WHAT THIS TASK INVOLVES: In the data below, find the line containing "filename scene-common/src/formats/serialization.rs", then set down that line and every later line up to and including the line containing "so generic code", exactly.

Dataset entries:
= Beginning of Section =

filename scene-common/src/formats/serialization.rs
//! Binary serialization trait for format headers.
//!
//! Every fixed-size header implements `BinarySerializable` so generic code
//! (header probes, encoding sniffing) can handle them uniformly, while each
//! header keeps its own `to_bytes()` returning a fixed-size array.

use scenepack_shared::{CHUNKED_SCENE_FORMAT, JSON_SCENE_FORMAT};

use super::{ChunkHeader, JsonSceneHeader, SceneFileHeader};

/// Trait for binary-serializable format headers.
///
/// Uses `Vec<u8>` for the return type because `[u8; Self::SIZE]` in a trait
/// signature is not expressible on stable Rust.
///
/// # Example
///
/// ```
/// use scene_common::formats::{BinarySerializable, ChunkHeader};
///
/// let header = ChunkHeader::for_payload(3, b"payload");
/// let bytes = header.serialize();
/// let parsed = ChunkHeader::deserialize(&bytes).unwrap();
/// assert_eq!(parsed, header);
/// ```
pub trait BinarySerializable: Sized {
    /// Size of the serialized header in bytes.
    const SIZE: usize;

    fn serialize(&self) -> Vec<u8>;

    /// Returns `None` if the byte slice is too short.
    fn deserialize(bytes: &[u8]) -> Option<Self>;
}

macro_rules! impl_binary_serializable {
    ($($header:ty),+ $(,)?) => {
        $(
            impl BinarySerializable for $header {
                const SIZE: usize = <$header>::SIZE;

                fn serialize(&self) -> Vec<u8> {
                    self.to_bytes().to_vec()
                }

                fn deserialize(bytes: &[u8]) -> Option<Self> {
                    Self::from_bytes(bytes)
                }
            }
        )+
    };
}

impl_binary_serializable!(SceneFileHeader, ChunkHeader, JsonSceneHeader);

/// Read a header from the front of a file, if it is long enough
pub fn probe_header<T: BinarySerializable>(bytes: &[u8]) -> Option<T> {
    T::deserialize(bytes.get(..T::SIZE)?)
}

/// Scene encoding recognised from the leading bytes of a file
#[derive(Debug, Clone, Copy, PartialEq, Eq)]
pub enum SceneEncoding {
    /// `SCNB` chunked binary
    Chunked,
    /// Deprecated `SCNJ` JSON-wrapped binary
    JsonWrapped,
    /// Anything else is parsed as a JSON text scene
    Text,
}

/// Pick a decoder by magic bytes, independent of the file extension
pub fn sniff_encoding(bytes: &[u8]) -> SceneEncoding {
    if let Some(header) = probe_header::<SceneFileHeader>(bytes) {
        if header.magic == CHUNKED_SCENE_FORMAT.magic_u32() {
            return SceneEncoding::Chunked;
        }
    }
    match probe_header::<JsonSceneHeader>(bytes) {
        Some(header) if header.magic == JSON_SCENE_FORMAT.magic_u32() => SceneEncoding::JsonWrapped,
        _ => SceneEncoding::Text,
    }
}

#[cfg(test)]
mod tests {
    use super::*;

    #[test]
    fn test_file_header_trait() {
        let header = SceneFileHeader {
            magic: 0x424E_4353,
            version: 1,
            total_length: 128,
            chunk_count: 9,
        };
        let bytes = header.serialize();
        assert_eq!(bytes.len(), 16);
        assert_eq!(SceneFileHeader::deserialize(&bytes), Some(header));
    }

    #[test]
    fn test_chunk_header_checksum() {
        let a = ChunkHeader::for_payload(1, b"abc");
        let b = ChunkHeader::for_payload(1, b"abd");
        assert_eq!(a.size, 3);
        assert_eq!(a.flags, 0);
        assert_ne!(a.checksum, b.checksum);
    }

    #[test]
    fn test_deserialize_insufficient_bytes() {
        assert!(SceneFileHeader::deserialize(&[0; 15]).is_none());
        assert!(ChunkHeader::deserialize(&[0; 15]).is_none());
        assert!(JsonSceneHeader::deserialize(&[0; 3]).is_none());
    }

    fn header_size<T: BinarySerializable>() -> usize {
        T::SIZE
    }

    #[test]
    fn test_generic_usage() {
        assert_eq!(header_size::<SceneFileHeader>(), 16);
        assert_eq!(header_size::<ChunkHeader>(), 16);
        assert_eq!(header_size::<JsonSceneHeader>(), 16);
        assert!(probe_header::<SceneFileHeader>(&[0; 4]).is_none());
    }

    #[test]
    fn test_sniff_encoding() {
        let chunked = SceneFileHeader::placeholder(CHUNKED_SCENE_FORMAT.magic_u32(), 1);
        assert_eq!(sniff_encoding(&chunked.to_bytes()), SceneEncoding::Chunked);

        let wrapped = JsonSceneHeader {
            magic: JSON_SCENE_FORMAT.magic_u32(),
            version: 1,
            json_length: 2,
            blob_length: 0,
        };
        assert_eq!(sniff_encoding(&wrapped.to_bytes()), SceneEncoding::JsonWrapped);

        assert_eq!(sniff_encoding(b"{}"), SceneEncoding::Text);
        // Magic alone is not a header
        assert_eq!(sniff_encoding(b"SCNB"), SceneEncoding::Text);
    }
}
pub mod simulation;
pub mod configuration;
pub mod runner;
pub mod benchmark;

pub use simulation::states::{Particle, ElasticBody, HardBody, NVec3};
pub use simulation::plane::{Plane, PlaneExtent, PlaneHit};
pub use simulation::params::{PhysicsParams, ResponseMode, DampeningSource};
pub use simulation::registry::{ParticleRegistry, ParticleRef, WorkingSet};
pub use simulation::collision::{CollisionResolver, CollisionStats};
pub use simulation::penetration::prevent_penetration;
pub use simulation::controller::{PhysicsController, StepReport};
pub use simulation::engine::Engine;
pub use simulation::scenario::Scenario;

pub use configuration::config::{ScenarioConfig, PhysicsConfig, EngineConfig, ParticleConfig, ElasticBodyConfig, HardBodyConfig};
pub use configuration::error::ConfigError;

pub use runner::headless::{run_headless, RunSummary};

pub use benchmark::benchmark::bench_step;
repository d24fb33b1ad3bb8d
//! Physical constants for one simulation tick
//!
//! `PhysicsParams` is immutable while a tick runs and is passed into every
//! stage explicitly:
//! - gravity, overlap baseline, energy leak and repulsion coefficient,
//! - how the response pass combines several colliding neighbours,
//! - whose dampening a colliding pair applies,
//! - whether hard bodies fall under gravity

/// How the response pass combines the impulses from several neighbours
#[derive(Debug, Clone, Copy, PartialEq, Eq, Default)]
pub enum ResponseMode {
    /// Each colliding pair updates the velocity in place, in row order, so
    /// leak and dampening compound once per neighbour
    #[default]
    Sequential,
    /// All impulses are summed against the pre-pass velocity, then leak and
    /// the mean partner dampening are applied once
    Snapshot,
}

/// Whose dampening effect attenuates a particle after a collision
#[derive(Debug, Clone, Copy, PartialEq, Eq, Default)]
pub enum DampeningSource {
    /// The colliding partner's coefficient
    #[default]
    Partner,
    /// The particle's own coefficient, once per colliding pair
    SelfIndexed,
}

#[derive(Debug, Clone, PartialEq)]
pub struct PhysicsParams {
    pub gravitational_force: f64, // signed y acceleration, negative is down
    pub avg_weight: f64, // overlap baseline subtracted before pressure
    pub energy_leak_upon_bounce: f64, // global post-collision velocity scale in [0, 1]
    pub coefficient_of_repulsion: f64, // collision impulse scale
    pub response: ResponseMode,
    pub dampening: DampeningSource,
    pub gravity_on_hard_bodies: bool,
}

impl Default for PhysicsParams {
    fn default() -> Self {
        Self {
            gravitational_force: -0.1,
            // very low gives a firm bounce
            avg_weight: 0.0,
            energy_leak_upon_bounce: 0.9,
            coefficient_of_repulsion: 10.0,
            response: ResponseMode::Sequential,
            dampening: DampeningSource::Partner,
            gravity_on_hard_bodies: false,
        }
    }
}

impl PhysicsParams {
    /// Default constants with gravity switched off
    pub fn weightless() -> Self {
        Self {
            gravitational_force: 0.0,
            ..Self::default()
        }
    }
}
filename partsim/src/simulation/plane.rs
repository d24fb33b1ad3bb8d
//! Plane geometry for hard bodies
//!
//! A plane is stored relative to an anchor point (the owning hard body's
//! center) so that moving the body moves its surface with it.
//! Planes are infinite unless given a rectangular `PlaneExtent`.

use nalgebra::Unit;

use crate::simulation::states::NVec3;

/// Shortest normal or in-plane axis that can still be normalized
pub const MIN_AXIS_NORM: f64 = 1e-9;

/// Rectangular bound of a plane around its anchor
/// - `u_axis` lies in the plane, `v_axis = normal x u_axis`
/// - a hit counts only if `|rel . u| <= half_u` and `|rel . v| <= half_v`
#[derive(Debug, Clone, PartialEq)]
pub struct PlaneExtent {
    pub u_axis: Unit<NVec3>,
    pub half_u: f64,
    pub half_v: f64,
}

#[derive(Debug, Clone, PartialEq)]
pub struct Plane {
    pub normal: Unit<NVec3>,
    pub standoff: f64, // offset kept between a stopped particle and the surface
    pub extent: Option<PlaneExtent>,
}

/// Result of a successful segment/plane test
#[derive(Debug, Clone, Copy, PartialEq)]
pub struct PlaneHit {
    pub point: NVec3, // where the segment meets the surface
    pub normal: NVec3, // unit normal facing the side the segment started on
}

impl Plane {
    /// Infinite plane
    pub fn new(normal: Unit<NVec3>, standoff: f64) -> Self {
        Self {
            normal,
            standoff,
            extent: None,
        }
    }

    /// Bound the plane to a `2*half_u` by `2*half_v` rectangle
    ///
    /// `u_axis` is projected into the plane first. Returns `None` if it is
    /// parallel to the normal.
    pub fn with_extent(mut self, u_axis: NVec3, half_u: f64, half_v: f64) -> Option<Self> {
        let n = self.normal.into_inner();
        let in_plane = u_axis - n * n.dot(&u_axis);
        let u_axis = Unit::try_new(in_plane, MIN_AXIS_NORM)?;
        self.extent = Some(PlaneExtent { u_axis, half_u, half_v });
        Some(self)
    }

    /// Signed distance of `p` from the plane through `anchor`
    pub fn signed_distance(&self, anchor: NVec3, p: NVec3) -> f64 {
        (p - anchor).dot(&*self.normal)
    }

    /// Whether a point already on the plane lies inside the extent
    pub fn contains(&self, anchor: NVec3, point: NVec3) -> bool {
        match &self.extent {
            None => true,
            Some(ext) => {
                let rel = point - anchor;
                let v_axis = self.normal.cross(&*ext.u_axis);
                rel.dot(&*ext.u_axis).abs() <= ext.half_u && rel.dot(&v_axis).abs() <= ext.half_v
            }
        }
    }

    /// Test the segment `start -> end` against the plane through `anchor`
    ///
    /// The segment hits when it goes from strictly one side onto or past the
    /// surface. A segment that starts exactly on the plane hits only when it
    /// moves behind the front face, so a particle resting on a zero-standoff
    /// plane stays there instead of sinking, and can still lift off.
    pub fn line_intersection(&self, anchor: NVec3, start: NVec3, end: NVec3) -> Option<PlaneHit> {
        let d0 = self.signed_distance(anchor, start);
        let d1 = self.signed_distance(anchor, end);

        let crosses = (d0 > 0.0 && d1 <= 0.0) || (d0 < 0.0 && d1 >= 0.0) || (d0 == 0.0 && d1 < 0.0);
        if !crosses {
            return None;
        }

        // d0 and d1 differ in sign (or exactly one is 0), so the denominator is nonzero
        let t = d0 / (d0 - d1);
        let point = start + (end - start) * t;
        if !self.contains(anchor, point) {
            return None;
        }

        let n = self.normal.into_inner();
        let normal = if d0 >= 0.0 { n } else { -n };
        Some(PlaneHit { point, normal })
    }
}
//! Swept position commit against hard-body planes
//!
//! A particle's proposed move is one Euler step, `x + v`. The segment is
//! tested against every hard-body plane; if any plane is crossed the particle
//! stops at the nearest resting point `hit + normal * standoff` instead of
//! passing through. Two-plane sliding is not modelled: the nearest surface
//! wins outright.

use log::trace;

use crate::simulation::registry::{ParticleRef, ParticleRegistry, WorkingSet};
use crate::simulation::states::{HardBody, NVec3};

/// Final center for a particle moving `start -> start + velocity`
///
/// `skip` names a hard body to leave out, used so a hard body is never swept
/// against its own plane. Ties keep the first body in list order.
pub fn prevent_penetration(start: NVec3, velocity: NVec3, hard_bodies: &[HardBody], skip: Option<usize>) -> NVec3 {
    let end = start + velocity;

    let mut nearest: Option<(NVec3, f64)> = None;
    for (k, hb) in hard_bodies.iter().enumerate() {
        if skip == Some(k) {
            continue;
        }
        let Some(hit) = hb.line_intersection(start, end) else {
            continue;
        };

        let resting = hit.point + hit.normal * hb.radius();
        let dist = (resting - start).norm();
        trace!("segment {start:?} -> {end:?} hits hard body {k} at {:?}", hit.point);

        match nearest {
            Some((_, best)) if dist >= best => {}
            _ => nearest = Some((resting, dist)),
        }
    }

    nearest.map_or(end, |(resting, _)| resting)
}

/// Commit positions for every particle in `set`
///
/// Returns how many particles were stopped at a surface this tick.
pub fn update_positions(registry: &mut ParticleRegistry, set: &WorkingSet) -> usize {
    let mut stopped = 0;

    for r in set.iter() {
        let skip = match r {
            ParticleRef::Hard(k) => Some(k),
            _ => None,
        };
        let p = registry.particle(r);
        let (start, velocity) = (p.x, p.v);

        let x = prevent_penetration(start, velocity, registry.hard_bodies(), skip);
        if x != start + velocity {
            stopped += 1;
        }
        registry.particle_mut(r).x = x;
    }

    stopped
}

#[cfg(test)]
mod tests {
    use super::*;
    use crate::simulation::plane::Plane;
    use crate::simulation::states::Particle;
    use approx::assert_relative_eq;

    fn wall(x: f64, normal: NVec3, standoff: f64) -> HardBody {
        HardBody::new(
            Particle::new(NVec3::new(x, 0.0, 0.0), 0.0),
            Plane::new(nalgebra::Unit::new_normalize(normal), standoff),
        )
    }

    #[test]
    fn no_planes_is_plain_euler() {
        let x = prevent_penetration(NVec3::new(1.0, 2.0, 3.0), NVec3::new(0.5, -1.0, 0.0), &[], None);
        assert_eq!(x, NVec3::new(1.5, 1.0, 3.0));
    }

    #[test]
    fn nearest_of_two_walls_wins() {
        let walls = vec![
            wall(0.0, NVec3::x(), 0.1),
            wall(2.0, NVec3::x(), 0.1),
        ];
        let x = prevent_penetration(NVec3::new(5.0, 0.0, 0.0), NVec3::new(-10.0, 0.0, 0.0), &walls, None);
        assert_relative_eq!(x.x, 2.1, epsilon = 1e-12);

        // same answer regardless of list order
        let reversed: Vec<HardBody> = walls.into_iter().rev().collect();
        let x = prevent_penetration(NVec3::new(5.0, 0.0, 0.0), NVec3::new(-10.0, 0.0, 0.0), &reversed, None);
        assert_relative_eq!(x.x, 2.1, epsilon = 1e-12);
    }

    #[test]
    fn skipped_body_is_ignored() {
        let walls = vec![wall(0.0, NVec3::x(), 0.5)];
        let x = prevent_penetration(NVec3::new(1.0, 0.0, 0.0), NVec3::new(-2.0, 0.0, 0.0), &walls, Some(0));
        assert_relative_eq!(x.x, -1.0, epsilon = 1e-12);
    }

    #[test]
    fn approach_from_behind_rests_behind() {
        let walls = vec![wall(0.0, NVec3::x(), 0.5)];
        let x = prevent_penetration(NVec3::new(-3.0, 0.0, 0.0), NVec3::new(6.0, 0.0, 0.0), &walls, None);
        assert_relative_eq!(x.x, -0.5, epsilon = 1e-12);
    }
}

= End of Section =
= Beginning of Section =

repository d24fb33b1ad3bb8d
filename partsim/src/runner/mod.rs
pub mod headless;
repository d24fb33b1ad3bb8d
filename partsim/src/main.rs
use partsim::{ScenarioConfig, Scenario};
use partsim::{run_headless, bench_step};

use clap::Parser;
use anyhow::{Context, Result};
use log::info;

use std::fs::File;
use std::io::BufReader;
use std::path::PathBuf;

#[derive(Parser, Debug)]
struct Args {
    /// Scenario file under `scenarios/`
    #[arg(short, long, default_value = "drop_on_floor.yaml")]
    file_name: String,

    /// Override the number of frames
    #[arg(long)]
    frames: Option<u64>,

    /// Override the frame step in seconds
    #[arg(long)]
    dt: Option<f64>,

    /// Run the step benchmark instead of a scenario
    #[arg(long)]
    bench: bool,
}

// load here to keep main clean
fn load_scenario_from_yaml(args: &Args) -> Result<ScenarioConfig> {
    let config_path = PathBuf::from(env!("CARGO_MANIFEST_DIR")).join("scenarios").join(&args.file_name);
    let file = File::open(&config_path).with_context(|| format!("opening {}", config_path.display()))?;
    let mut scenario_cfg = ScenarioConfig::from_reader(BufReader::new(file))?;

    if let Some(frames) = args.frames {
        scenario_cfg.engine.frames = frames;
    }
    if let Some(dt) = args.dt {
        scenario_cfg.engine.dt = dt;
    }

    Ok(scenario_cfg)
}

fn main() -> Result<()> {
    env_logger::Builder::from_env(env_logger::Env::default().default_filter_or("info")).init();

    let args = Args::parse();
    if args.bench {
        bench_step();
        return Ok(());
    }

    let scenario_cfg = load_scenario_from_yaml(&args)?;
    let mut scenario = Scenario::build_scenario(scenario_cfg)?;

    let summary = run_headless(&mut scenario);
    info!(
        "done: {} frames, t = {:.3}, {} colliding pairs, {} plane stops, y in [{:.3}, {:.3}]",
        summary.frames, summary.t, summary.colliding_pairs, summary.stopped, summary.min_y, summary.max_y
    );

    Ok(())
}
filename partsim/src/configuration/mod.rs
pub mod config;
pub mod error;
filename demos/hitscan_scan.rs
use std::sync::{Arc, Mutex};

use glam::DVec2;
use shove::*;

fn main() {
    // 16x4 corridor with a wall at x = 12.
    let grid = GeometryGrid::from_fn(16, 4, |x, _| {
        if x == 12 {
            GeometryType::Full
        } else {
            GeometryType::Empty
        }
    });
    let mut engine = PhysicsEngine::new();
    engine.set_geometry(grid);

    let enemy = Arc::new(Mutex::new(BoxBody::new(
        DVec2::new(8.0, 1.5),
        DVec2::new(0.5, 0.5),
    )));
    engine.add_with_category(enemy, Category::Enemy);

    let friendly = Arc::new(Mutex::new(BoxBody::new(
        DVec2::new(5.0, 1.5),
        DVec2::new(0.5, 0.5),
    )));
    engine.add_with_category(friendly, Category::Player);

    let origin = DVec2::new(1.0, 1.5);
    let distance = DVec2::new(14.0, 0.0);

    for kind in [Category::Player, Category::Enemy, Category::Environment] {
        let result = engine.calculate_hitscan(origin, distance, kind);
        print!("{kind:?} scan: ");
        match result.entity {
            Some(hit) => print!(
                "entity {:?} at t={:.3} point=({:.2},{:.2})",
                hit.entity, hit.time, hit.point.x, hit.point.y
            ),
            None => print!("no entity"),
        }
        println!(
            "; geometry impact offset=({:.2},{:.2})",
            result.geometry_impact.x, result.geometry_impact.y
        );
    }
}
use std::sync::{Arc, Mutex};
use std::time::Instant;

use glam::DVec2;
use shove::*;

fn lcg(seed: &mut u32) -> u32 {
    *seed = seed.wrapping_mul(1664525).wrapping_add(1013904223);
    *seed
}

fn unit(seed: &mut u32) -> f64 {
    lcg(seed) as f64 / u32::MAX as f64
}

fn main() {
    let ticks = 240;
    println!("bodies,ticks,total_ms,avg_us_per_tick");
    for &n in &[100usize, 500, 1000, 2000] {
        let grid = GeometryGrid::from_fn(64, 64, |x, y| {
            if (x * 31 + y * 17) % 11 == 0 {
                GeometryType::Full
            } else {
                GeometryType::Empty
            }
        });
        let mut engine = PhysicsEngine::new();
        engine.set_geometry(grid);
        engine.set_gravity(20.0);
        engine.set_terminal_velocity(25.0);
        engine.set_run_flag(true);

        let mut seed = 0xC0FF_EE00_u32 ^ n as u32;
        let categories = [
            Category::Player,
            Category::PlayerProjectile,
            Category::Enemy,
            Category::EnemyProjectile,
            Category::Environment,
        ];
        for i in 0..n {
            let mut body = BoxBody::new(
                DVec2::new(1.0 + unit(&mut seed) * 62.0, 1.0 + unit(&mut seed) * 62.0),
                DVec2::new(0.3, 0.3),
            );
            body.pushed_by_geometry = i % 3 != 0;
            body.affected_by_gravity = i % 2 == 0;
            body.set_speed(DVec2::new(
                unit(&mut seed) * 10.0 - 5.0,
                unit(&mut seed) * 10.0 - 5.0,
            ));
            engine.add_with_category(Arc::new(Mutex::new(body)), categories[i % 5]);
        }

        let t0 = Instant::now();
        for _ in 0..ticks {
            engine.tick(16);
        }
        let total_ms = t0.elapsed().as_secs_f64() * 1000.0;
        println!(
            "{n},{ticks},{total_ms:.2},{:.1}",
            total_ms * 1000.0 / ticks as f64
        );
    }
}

= End of Section =
= Beginning of Section =

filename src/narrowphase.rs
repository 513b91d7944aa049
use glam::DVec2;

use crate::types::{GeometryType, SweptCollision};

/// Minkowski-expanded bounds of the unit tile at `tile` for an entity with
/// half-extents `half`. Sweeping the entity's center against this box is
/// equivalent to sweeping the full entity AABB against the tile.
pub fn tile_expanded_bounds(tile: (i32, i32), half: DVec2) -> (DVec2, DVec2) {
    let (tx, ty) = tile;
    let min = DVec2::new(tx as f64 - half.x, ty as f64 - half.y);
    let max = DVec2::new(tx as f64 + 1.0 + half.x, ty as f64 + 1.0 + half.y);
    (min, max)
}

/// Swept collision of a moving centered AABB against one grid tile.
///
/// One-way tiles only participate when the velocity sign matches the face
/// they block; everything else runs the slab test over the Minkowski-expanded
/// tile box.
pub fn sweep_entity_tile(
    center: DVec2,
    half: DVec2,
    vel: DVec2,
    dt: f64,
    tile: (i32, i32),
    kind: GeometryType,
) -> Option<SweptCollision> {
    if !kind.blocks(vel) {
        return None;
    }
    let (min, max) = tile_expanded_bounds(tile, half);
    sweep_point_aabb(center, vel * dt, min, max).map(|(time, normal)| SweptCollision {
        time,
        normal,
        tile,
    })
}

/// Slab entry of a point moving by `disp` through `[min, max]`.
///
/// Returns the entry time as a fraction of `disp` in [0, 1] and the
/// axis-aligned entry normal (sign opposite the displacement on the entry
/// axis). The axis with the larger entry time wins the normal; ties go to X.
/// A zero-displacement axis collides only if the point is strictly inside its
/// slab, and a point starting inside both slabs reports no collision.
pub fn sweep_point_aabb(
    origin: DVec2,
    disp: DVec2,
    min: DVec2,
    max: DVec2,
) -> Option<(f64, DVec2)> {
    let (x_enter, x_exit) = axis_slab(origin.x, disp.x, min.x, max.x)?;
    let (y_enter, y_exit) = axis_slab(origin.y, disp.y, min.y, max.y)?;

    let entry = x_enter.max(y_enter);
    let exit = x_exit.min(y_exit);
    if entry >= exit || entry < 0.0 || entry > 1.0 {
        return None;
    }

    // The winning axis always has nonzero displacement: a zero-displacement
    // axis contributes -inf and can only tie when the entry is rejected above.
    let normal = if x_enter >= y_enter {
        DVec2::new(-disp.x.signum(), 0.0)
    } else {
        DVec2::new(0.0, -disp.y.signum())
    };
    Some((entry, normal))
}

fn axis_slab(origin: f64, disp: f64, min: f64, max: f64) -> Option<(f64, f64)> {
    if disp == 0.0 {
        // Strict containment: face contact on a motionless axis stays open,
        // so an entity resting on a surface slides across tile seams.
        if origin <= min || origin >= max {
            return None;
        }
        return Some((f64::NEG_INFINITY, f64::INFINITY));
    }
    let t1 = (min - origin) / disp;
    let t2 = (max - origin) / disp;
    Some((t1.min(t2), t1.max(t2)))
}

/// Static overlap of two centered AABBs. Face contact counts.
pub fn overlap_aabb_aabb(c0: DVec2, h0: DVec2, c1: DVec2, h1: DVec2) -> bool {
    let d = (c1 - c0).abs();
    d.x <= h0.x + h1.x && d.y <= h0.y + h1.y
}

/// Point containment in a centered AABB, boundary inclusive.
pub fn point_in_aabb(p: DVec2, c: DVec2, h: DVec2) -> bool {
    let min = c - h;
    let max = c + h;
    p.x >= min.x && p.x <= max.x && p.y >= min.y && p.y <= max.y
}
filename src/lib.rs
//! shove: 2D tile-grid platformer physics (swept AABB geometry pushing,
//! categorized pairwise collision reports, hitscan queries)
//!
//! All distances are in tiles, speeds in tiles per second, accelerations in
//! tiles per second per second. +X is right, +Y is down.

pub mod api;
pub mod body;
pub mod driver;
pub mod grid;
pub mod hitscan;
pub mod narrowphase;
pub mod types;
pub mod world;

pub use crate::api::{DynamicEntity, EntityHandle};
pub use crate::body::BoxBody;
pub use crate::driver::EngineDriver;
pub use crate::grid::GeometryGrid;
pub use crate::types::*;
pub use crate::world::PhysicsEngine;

= End of Section =

RESPONSE TO THIS TASK:
filename scene-common/src/formats/serialization.rs
//! Binary serialization trait for format headers.
//!
//! Every fixed-size header implements `BinarySerializable` so generic code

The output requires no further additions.